# Task instructions:
Down to the last line, repeat the records exactly.

# Collected data entries:
============================================================
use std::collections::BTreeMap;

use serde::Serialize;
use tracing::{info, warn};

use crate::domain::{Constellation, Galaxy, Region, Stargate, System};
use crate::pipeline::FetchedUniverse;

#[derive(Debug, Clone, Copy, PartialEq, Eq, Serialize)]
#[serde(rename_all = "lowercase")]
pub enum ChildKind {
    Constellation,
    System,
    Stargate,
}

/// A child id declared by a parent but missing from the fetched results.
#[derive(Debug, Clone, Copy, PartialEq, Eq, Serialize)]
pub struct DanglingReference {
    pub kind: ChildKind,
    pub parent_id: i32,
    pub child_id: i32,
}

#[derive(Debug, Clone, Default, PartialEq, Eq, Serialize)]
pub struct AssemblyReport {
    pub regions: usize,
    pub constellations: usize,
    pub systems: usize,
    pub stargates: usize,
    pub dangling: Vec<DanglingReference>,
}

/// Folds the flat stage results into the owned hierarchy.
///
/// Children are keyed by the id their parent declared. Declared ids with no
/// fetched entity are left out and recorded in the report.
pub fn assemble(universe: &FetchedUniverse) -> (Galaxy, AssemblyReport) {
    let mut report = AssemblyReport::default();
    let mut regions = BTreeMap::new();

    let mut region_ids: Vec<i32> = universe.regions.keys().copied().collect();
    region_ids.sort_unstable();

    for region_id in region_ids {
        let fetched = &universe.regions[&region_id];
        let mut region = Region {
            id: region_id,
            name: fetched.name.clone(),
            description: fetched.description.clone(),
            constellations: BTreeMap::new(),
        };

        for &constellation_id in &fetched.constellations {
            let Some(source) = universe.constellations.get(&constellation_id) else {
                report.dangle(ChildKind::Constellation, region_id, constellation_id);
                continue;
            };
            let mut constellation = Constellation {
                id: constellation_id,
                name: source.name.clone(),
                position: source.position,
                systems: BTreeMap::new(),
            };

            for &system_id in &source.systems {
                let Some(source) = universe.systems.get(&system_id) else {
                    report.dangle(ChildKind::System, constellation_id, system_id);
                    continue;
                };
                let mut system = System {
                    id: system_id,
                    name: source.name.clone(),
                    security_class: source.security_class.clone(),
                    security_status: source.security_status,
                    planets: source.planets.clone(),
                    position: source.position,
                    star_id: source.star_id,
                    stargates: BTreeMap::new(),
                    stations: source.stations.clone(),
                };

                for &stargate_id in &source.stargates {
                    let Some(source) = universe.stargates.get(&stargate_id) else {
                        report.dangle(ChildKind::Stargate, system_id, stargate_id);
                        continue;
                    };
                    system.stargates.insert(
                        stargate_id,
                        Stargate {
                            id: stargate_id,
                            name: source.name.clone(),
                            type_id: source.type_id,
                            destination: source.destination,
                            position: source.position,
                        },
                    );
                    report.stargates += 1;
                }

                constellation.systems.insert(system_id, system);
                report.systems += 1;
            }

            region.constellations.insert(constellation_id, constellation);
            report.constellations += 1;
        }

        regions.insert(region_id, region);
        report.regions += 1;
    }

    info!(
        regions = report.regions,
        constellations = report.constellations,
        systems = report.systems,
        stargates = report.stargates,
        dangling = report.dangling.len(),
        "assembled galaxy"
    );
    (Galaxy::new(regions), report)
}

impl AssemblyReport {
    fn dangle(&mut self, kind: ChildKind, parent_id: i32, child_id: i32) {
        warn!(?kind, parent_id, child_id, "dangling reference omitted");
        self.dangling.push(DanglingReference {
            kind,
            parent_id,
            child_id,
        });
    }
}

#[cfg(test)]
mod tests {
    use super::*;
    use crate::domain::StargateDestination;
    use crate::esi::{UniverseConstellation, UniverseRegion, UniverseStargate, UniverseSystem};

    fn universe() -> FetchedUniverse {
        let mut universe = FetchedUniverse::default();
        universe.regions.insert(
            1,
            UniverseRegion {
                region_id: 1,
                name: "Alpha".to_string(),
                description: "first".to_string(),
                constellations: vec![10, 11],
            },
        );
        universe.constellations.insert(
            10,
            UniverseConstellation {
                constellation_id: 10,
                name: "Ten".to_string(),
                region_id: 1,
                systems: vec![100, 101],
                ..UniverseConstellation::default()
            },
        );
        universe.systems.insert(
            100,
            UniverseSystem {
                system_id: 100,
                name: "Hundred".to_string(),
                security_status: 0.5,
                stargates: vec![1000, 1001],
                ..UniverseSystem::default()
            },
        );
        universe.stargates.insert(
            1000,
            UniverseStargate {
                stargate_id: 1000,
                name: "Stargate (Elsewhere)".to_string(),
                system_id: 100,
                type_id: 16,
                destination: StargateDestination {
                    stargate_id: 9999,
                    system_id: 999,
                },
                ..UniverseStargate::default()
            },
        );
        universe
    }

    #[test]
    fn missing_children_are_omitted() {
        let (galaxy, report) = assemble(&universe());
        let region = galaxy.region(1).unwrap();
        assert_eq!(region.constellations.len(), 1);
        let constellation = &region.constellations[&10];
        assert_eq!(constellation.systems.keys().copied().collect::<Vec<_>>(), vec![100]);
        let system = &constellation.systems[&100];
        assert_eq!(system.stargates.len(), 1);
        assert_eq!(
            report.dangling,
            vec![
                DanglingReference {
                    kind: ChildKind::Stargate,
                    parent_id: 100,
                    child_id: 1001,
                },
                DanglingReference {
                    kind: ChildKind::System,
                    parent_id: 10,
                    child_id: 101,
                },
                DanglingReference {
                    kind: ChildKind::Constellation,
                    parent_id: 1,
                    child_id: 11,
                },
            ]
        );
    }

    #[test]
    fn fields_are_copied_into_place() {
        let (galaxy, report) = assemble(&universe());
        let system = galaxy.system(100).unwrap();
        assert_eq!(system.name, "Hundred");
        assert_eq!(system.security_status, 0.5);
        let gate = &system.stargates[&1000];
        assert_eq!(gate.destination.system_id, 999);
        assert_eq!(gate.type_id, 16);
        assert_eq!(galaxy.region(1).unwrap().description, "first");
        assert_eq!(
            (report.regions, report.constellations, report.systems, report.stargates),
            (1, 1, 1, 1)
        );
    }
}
============================================================
# Task output:
use std::collections::BTreeMap;

use serde::Serialize;
use tracing::{info, warn};

use crate::domain::{Constellation, Galaxy, Region, Stargate, System};
use crate::pipeline::FetchedUniverse;

#[derive(Debug, Clone, Copy, PartialEq, Eq, Serialize)]
#[serde(rename_all = "lowercase")]
pub enum ChildKind {
    Constellation,
    System,
    Stargate,
}

/// A child id declared by a parent but missing from the fetched results.
#[derive(Debug, Clone, Copy, PartialEq, Eq, Serialize)]
pub struct DanglingReference {
    pub kind: ChildKind,
    pub parent_id: i32,
    pub child_id: i32,
}

#[derive(Debug, Clone, Default, PartialEq, Eq, Serialize)]
pub struct AssemblyReport {
    pub regions: usize,
    pub constellations: usize,
    pub systems: usize,
    pub stargates: usize,
    pub dangling: Vec<DanglingReference>,
}

/// Folds the flat stage results into the owned hierarchy.
///
/// Children are keyed by the id their parent declared. Declared ids with no
/// fetched entity are left out and recorded in the report.
pub fn assemble(universe: &FetchedUniverse) -> (Galaxy, AssemblyReport) {
    let mut report = AssemblyReport::default();
    let mut regions = BTreeMap::new();

    let mut region_ids: Vec<i32> = universe.regions.keys().copied().collect();
    region_ids.sort_unstable();

    for region_id in region_ids {
        let fetched = &universe.regions[&region_id];
        let mut region = Region {
            id: region_id,
            name: fetched.name.clone(),
            description: fetched.description.clone(),
            constellations: BTreeMap::new(),
        };

        for &constellation_id in &fetched.constellations {
            let Some(source) = universe.constellations.get(&constellation_id) else {
                report.dangle(ChildKind::Constellation, region_id, constellation_id);
                continue;
            };
            let mut constellation = Constellation {
                id: constellation_id,
                name: source.name.clone(),
                position: source.position,
                systems: BTreeMap::new(),
            };

            for &system_id in &source.systems {
                let Some(source) = universe.systems.get(&system_id) else {
                    report.dangle(ChildKind::System, constellation_id, system_id);
                    continue;
                };
                let mut system = System {
                    id: system_id,
                    name: source.name.clone(),
                    security_class: source.security_class.clone(),
                    security_status: source.security_status,
                    planets: source.planets.clone(),
                    position: source.position,
                    star_id: source.star_id,
                    stargates: BTreeMap::new(),
                    stations: source.stations.clone(),
                };

                for &stargate_id in &source.stargates {
                    let Some(source) = universe.stargates.get(&stargate_id) else {
                        report.dangle(ChildKind::Stargate, system_id, stargate_id);
                        continue;
                    };
                    system.stargates.insert(
                        stargate_id,
                        Stargate {
                            id: stargate_id,
                            name: source.name.clone(),
                            type_id: source.type_id,
                            destination: source.destination,
                            position: source.position,
                        },
                    );
                    report.stargates += 1;
                }

                constellation.systems.insert(system_id, system);
                report.systems += 1;
            }

            region.constellations.insert(constellation_id, constellation);
            report.constellations += 1;
        }

        regions.insert(region_id, region);
        report.regions += 1;
    }

    info!(
        regions = report.regions,
        constellations = report.constellations,
        systems = report.systems,
        stargates = report.stargates,
        dangling = report.dangling.len(),
        "assembled galaxy"
    );
    (Galaxy::new(regions), report)
}

impl AssemblyReport {
    fn dangle(&mut self, kind: ChildKind, parent_id: i32, child_id: i32) {
        warn!(?kind, parent_id, child_id, "dangling reference omitted");
        self.dangling.push(DanglingReference {
            kind,
            parent_id,
            child_id,
        });
    }
}

#[cfg(test)]
mod tests {
    use super::*;
    use crate::domain::StargateDestination;
    use crate::esi::{UniverseConstellation, UniverseRegion, UniverseStargate, UniverseSystem};

    fn universe() -> FetchedUniverse {
        let mut universe = FetchedUniverse::default();
        universe.regions.insert(
            1,
            UniverseRegion {
                region_id: 1,
                name: "Alpha".to_string(),
                description: "first".to_string(),
                constellations: vec![10, 11],
            },
        );
        universe.constellations.insert(
            10,
            UniverseConstellation {
                constellation_id: 10,
                name: "Ten".to_string(),
                region_id: 1,
                systems: vec![100, 101],
                ..UniverseConstellation::default()
            },
        );
        universe.systems.insert(
            100,
            UniverseSystem {
                system_id: 100,
                name: "Hundred".to_string(),
                security_status: 0.5,
                stargates: vec![1000, 1001],
                ..UniverseSystem::default()
            },
        );
        universe.stargates.insert(
            1000,
            UniverseStargate {
                stargate_id: 1000,
                name: "Stargate (Elsewhere)".to_string(),
                system_id: 100,
                type_id: 16,
                destination: StargateDestination {
                    stargate_id: 9999,
                    system_id: 999,
                },
                ..UniverseStargate::default()
            },
        );
        universe
    }

    #[test]
    fn missing_children_are_omitted() {
        let (galaxy, report) = assemble(&universe());
        let region = galaxy.region(1).unwrap();
        assert_eq!(region.constellations.len(), 1);
        let constellation = &region.constellations[&10];
        assert_eq!(constellation.systems.keys().copied().collect::<Vec<_>>(), vec![100]);
        let system = &constellation.systems[&100];
        assert_eq!(system.stargates.len(), 1);
        assert_eq!(
            report.dangling,
            vec![
                DanglingReference {
                    kind: ChildKind::Stargate,
                    parent_id: 100,
                    child_id: 1001,
                },
                DanglingReference {
                    kind: ChildKind::System,
                    parent_id: 10,
                    child_id: 101,
                },
                DanglingReference {
                    kind: ChildKind::Constellation,
                    parent_id: 1,
                    child_id: 11,
                },
            ]
        );
    }

    #[test]
    fn fields_are_copied_into_place() {
        let (galaxy, report) = assemble(&universe());
        let system = galaxy.system(100).unwrap();
        assert_eq!(system.name, "Hundred");
        assert_eq!(system.security_status, 0.5);
        let gate = &system.stargates[&1000];
        assert_eq!(gate.destination.system_id, 999);
        assert_eq!(gate.type_id, 16);
        assert_eq!(galaxy.region(1).unwrap().description, "first");
        assert_eq!(
            (report.regions, report.constellations, report.systems, report.stargates),
            (1, 1, 1, 1)
        );
    }
}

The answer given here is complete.